Multinational car parts maker Continental AG has banned its employees from using Whatsapp and Snapchat on their work phones due to concerns over the recently introduced European General Data Protection Regulation.
"In the company's opinion, these services have deficiencies when it comes to data protection, as they access a user's personal and potentially confidential data such as contacts, and thus the information of third parties who are not involved. In the case of these apps, access to the contact list cannot be restricted," said Continental in a statement issued this morning.
The firm, most famous for its tyre brand, also took a swipe at "certain software and IT service providers", saying it viewed their "business practices" with "concern". This appears to be a pop at Facebook, owners of Whatsapp. That firm's chief exec, Mark Zuckerberg, recently visited the EU Parliament (having snubbed the Mother of Parliaments in the UK) to give EU lawmakers a damn good listening to.

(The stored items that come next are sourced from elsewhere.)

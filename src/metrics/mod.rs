pub mod logger;

use crate::controller::Mode;
use crate::experiment::{ExperimentResults, MessageRecord};
use serde::{Deserialize, Serialize};

/// Aggregate view of one experiment run: volume, security outcomes and
/// latency over the delivered subset.
#[derive(Debug, Clone, Serialize, Deserialize)]
pub struct Summary {
    pub mode: Mode,
    pub total_messages: usize,
    pub total_legitimate: usize,
    pub total_rogue: usize,
    pub legitimate_accepted: usize,
    pub rogue_accepted: usize,
    /// Rogue messages that got through without ever authenticating, the
    /// headline number for the weak posture.
    pub rogue_unauthorised_accepted: usize,
    pub avg_latency_all_ms: f64,
    pub avg_latency_legitimate_ms: f64,
    pub avg_latency_rogue_ms: f64,
}

/// Mean latency over delivered records only. Empty set averages to 0.0
/// rather than NaN so the CSV/JSON stays plottable.
fn avg_latency(records: &[&MessageRecord]) -> f64 {
    let delivered: Vec<f64> = records
        .iter()
        .filter(|r| r.delivered)
        .map(|r| r.latency_ms)
        .collect();
    if delivered.is_empty() {
        return 0.0;
    }
    delivered.iter().sum::<f64>() / delivered.len() as f64
}

pub fn summarize(results: &ExperimentResults) -> Summary {
    let all: Vec<&MessageRecord> = results.records.iter().collect();
    let legit: Vec<&MessageRecord> = all
        .iter()
        .copied()
        .filter(|r| r.source == "legitimate")
        .collect();
    let rogue: Vec<&MessageRecord> = all
        .iter()
        .copied()
        .filter(|r| r.source == "rogue")
        .collect();

    Summary {
        mode: results.mode,
        total_messages: all.len(),
        total_legitimate: legit.len(),
        total_rogue: rogue.len(),
        legitimate_accepted: legit.iter().filter(|r| r.accepted).count(),
        rogue_accepted: rogue.iter().filter(|r| r.accepted).count(),
        rogue_unauthorised_accepted: rogue
            .iter()
            .filter(|r| r.accepted && !r.authorised)
            .count(),
        avg_latency_all_ms: avg_latency(&all),
        avg_latency_legitimate_ms: avg_latency(&legit),
        avg_latency_rogue_ms: avg_latency(&rogue),
    }
}

pub fn print_summary(summary: &Summary) {
    println!("=== Summary for mode: {} ===", summary.mode);
    println!("Total messages:           {}", summary.total_messages);
    println!("  Legitimate messages:    {}", summary.total_legitimate);
    println!("  Rogue messages:         {}", summary.total_rogue);
    println!();
    println!("Legitimate accepted:      {}", summary.legitimate_accepted);
    println!("Rogue accepted (any):     {}", summary.rogue_accepted);
    println!(
        "Rogue accepted (unauth.): {}",
        summary.rogue_unauthorised_accepted
    );
    println!();
    println!(
        "Average latency (all):    {:.2} ms",
        summary.avg_latency_all_ms
    );
    println!(
        "Average latency (legit):  {:.2} ms",
        summary.avg_latency_legitimate_ms
    );
    println!(
        "Average latency (rogue):  {:.2} ms",
        summary.avg_latency_rogue_ms
    );
    println!("===============================");
}

/// Side-by-side table over the modes, one row per run.
pub fn comparison_table(summaries: &[Summary]) {
    println!();
    println!(
        "{:<8} {:>8} {:>12} {:>10} {:>14} {:>12} {:>12}",
        "mode", "total", "legit acc", "rogue acc", "rogue unauth", "lat all", "lat legit"
    );
    println!("{}", "-".repeat(82));
    for s in summaries {
        println!(
            "{:<8} {:>8} {:>12} {:>10} {:>14} {:>10.2}ms {:>10.2}ms",
            s.mode.to_string(),
            s.total_messages,
            s.legitimate_accepted,
            s.rogue_accepted,
            s.rogue_unauthorised_accepted,
            s.avg_latency_all_ms,
            s.avg_latency_legitimate_ms,
        );
    }
    println!();
}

One of the main points of the much-maligned GDPR is that people must explicitly grant permission for their personal data to be used, or processed, by others. Continental's view was that Whatsapp is trying to move this duty onto end users rather than do it itself.
"To meet the requirements of the GDPR, each user would, in the case of WhatsApp, need to get the permission of each person in their contact list in order to share their data with these services," opined Continental, adding: "This solution does not seem to be feasible and is therefore not suitable for use."
It did, however, hint that it may reverse the ban "if the providers change the basic settings to ensure that their apps comply with data-protection regulations by default".
This move seems strange on the face of it but is a symptom of the growing rift between the EU and the largely US-dominated tech services sector after the GDPR came into force in late May. A number of American news outlets have simply blocked EU readers from accessing their websites altogether rather than, as they see it, jump through the compliance hoops. Other American outlets have begun flogging "premium EU" subscriptions.
British tech lawyer Neil Brown told El Reg: "Continental may be concerned about its own compliance obligations, if it uses WhatsApp as an official company communications mechanism — for example, complying with the GDPR's notification requirements, or having a suitable contract in place with the messaging service provider."
He added, somewhat tongue-in-cheek: "Whether the ban will achieve anything beyond pushing its employees to using their personal devices for work messaging is perhaps a different matter..."
Around 36,000 devices used by Continental's worldwide workforce of 240,000 would be affected by the move, a spokesman told The Register.